• WHAT TO DO:
Go through the material below and return each line with the string "configuration" in it.

• DATA SHOWN:
▶

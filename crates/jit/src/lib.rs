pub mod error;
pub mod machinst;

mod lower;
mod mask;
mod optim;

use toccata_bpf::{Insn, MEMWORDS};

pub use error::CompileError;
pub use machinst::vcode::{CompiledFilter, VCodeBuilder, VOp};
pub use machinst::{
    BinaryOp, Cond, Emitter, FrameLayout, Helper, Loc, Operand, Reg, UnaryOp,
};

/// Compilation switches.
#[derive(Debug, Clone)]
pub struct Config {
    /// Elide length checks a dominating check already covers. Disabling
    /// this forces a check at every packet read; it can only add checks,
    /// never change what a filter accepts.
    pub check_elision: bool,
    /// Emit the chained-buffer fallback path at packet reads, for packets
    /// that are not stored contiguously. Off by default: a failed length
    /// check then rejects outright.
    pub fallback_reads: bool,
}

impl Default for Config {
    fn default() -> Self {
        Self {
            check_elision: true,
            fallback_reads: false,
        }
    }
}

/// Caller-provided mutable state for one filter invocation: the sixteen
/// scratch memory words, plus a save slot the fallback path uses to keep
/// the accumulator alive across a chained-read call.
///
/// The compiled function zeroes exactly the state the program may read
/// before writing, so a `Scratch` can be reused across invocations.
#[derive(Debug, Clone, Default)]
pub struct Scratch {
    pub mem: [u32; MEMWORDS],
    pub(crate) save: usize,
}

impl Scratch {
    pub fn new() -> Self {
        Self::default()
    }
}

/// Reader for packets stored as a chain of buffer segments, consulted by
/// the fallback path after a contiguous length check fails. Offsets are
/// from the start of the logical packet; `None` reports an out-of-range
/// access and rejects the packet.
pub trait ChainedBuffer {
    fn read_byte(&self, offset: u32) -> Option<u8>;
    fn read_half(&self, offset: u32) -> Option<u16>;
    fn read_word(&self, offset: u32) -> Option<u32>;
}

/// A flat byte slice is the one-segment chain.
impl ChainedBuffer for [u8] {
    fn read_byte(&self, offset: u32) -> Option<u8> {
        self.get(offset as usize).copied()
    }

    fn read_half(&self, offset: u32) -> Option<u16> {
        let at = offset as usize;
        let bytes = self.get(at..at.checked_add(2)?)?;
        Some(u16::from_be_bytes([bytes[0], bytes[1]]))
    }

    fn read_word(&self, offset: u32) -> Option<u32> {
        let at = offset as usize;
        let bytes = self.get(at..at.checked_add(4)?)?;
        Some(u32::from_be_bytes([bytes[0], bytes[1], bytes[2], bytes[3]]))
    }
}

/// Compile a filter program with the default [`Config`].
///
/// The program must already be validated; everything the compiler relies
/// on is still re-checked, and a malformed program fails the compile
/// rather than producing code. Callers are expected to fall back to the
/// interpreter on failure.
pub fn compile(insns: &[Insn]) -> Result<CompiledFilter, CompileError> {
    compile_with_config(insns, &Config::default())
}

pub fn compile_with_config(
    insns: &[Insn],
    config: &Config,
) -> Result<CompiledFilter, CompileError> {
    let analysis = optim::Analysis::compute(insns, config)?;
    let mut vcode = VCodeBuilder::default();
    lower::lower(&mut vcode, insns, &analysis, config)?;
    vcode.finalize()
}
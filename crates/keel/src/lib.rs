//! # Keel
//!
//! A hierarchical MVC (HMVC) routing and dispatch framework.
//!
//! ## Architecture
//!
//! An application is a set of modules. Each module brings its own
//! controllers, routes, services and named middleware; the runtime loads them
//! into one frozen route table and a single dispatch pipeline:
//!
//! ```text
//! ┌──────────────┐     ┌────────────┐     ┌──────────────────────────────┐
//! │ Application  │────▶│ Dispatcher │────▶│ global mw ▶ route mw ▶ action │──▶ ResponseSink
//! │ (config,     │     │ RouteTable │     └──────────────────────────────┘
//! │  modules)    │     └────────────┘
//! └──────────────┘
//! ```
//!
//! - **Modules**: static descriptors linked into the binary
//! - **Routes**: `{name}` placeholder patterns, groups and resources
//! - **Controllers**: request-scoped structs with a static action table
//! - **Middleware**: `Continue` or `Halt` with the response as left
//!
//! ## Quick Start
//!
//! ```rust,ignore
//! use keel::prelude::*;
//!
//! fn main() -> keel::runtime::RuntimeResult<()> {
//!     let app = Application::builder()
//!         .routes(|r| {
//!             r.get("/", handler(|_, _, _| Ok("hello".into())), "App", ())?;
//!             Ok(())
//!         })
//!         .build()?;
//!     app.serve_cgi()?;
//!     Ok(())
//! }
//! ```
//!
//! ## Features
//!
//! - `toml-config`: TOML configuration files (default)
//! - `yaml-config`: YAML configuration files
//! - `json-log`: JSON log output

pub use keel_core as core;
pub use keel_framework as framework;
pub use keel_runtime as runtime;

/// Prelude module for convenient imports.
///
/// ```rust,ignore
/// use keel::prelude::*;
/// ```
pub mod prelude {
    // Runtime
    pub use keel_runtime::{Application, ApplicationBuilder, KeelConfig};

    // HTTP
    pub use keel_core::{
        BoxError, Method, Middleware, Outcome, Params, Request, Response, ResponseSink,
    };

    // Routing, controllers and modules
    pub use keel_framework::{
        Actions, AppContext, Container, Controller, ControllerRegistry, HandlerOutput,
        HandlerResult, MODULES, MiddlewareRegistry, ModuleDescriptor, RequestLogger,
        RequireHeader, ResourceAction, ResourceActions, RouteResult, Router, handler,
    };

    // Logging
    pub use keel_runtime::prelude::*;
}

◀

• EXPECTED ANSWER:
//! - `toml-config`: TOML configuration files (default)
//! - `yaml-config`: YAML configuration files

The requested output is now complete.